Here is starting a quick troubleshooting part. I went to the logs on the VM cluster and, after some research, found the real reason why the request had failed.
[root@vorade1 ~]# view /var/opt/oracle/ocde/ocde_createdb_CDBDEV.out ERROR : rac: _is_cpu_count_ok, cpu_count 4 is not enough for running_dbs_count 10. Please increase the number of cpus.At a minimum we should be one vcpu per two DBs. ERROR: OCDE createdb pre-reqs failed, please check logs corereg: secure: Wallet location is not defined, securing corereg means losing all credentials. INFO: corereg: secure: Removed all entries matching passwd or decrypt_key from corereg file /var/opt/oracle/creg/CDBDEV.ini INFO: Total time taken by ocde is 7 seconds OCDE failed with message: ERROR: OCDE createdb pre-reqs failed, please check logs INFO : ocde_time_format is 2020/03/25 11:38:24 OCDE failed with message: ERROR: OCDE createdb pre-reqs failed, please check logs #### Completed OCDE with errors, please check logs ####
Going a little bit deeper to the Oracle ExaCC tools, we can find the Perl module “rac.pm” and the “_is_cpu_count_ok()” function there. That function compares the number of CPU to the twice of the number of running database instances. As a result, we have the hardcoded limit of available container databases on the ExaCC, which is bound to twice of number of OCPU for the VM cluster.

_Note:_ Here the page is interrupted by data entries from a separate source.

//! Error types for watchbus.
//!
//! All errors are strongly typed using thiserror. Bus operations never panic
//! and never throw through a side channel: every fallible entry point returns
//! a value from the closed enumerations below, and the caller decides whether
//! to log, retry, or escalate.

use thiserror::Error;

use crate::bus::TopicId;

/// Result codes for message bus operations.
///
/// A rejected operation is inert: no registry or subscriber state changes,
/// the previous condition holds.
#[derive(Debug, Error, Clone, PartialEq, Eq)]
pub enum BusError {
    /// Registration was attempted with an empty topic name.
    #[error("Topic name is empty")]
    ZeroTopic,

    /// A topic with the same name (id) is already registered.
    #[error("Topic already registered: {name}")]
    TopicExists {
        /// Name of the already-registered topic.
        name: String,
    },

    /// No topic with this id is registered.
    #[error("Topic not found: {id}")]
    TopicNotFound {
        /// The id that failed to resolve.
        id: TopicId,
    },

    /// The topic is registered with a different payload type.
    #[error("Payload type mismatch for topic {id}")]
    TypeMismatch {
        /// Id of the topic whose payload type differs.
        id: TopicId,
    },

    /// The (receiver, id) pair is already subscribed to the topic.
    #[error("Subscription already exists: msg id {msg_id}")]
    SubExists {
        /// The duplicate subscription's message id.
        msg_id: u32,
    },

    /// The (receiver, id) pair is not subscribed to the topic.
    #[error("Subscription not found: msg id {msg_id}")]
    SubNotFound {
        /// The missing subscription's message id.
        msg_id: u32,
    },

    /// The topic has no write handler (or no JSON codec, for JSON entry
    /// points): the requested optional capability is not configured.
    #[error("Topic does not support the requested write")]
    WriteNotSupported,

    /// The topic's write handler rejected the value.
    #[error("Write rejected by topic handler")]
    WriteFailed,

    /// JSON text could not be decoded (or a value could not be encoded) by
    /// the topic's codec.
    #[error("JSON codec failed: {reason}")]
    JsonParseFailed {
        /// Codec-reported failure reason.
        reason: String,
    },
}

impl BusError {
    /// Returns true if the error indicates a configuration problem
    /// (duplicate registration, missing topic, type mismatch) rather than a
    /// runtime rejection.
    #[must_use]
    pub const fn is_configuration(&self) -> bool {
        matches!(
            self,
            Self::ZeroTopic
                | Self::TopicExists { .. }
                | Self::TopicNotFound { .. }
                | Self::TypeMismatch { .. }
        )
    }
}

/// Errors from parameter monitor configuration.
#[derive(Debug, Error)]
pub enum MonitorError {
    /// The monitor's envelope is full; the rule was not bound.
    #[error("Envelope rule capacity ({capacity}) exceeded")]
    RuleCapacity {
        /// Maximum number of rules the envelope accepts.
        capacity: usize,
    },

    /// Registering one of the monitor's topics failed.
    #[error("Topic registration failed: {0}")]
    Bus(#[from] BusError),
}

/// Result type alias for bus operations.
pub type BusResult<T> = Result<T, BusError>;

#[cfg(test)]
mod tests {
    use super::*;

    #[test]
    fn bus_error_display() {
        let err = BusError::TopicExists {
            name: "temp.value".to_string(),
        };
        assert!(err.to_string().contains("temp.value"));

        let err = BusError::TopicNotFound {
            id: TopicId::of("missing"),
        };
        assert!(err.to_string().contains("Topic not found"));

        let err = BusError::JsonParseFailed {
            reason: "expected number".to_string(),
        };
        assert!(err.to_string().contains("expected number"));
    }

    #[test]
    fn configuration_classification() {
        assert!(BusError::ZeroTopic.is_configuration());
        assert!(BusError::TypeMismatch {
            id: TopicId::of("t")
        }
        .is_configuration());
        assert!(!BusError::WriteFailed.is_configuration());
        assert!(!BusError::SubExists { msg_id: 7 }.is_configuration());
    }

    #[test]
    fn monitor_error_from_bus() {
        let err: MonitorError = BusError::TopicExists {
            name: "t".to_string(),
        }
        .into();
        assert!(err.to_string().contains("registration failed"));

        let err = MonitorError::RuleCapacity { capacity: 4 };
        assert!(err.to_string().contains('4'));
    }
}
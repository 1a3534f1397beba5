//! Enter/exit debounce state machine.
//!
//! Converts an instantaneous boolean condition into a stabilized output: the
//! condition must persist for `enter_delay` before the output becomes
//! violating, and must stay clear for `exit_delay` before the output returns
//! to normal. Zero delay makes the corresponding transition immediate.

use crate::time::TimeRep;

/// Internal debounce phase.
#[derive(Debug, Clone, Copy, PartialEq)]
enum Phase<R> {
    /// Not violating, no pending transition.
    Normal,
    /// Condition true, timer running toward violation.
    EnterPending {
        /// First time the condition was observed true.
        since: R,
    },
    /// Committed to violation.
    Violating,
    /// Condition false while violating, timer running toward normal.
    ExitPending {
        /// First time the condition was observed false.
        since: R,
    },
}

/// Per-rule debounce timers and state.
///
/// The timers are data, not scheduling primitives: they only advance when the
/// owner keeps calling [`Debounce::step`] with fresh timestamps. If the
/// sampling task stalls, so does debounce timing.
#[derive(Debug, Clone, Copy, PartialEq)]
pub struct Debounce<R: TimeRep> {
    /// Time the condition must persist before entering violation.
    pub enter_delay: R,
    /// Time the condition must stay clear before exiting violation.
    pub exit_delay: R,
    phase: Phase<R>,
}

impl<R: TimeRep> Debounce<R> {
    /// Creates a debouncer with the given enter/exit delays.
    #[must_use]
    pub fn new(enter_delay: R, exit_delay: R) -> Self {
        Self {
            enter_delay,
            exit_delay,
            phase: Phase::Normal,
        }
    }

    /// Creates a debouncer with immediate transitions in both directions.
    #[must_use]
    pub fn immediate() -> Self {
        Self::new(R::ZERO, R::ZERO)
    }

    /// Unconditionally clears pending timers and the violating state.
    pub fn reset(&mut self) {
        self.phase = Phase::Normal;
    }

    /// True while the stabilized output is "violation".
    ///
    /// Holds through `ExitPending`: the output only clears once the exit
    /// timer commits.
    #[must_use]
    pub const fn is_violating(&self) -> bool {
        matches!(self.phase, Phase::Violating | Phase::ExitPending { .. })
    }

    /// Advances the state machine with the instantaneous condition at `now`
    /// and returns the stabilized output.
    pub fn step(&mut self, cond_now: bool, now: R) -> bool {
        if cond_now {
            // Moving toward violation; any exit timer is cancelled.
            let since = match self.phase {
                Phase::Violating | Phase::ExitPending { .. } => {
                    self.phase = Phase::Violating;
                    return true;
                }
                Phase::EnterPending { since } => since,
                Phase::Normal => now,
            };
            if R::elapsed(now, since) >= self.enter_delay {
                self.phase = Phase::Violating;
                true
            } else {
                self.phase = Phase::EnterPending { since };
                false
            }
        } else {
            // Moving toward normal; any enter timer is cancelled.
            let since = match self.phase {
                Phase::Normal | Phase::EnterPending { .. } => {
                    self.phase = Phase::Normal;
                    return false;
                }
                Phase::ExitPending { since } => since,
                Phase::Violating => now,
            };
            if R::elapsed(now, since) >= self.exit_delay {
                self.phase = Phase::Normal;
                false
            } else {
                self.phase = Phase::ExitPending { since };
                true
            }
        }
    }
}

impl<R: TimeRep> Default for Debounce<R> {
    fn default() -> Self {
        Self::immediate()
    }
}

We can apply two workarounds for the issue. The first is to scale up the number of OCPU on the ExaCC. You don’t have to keep them all the time. You can burst it up only for the database creation and then scale down to the original number.
The second workaround is to shut down one of the existing databases for the duration of the creation of a new one. I don’t think it is the best course of action, but it might be acceptable if you know that some databases can be stopped at certain times.
The summary is short. We have a hardcoded limit of 2*OCPU for the databases, which can be solved in a couple of ways. And the level of logging in the OCI interface is not adequate, and you need to dig into the logs by yourself or create an Oracle support SR to get the real cause of the error.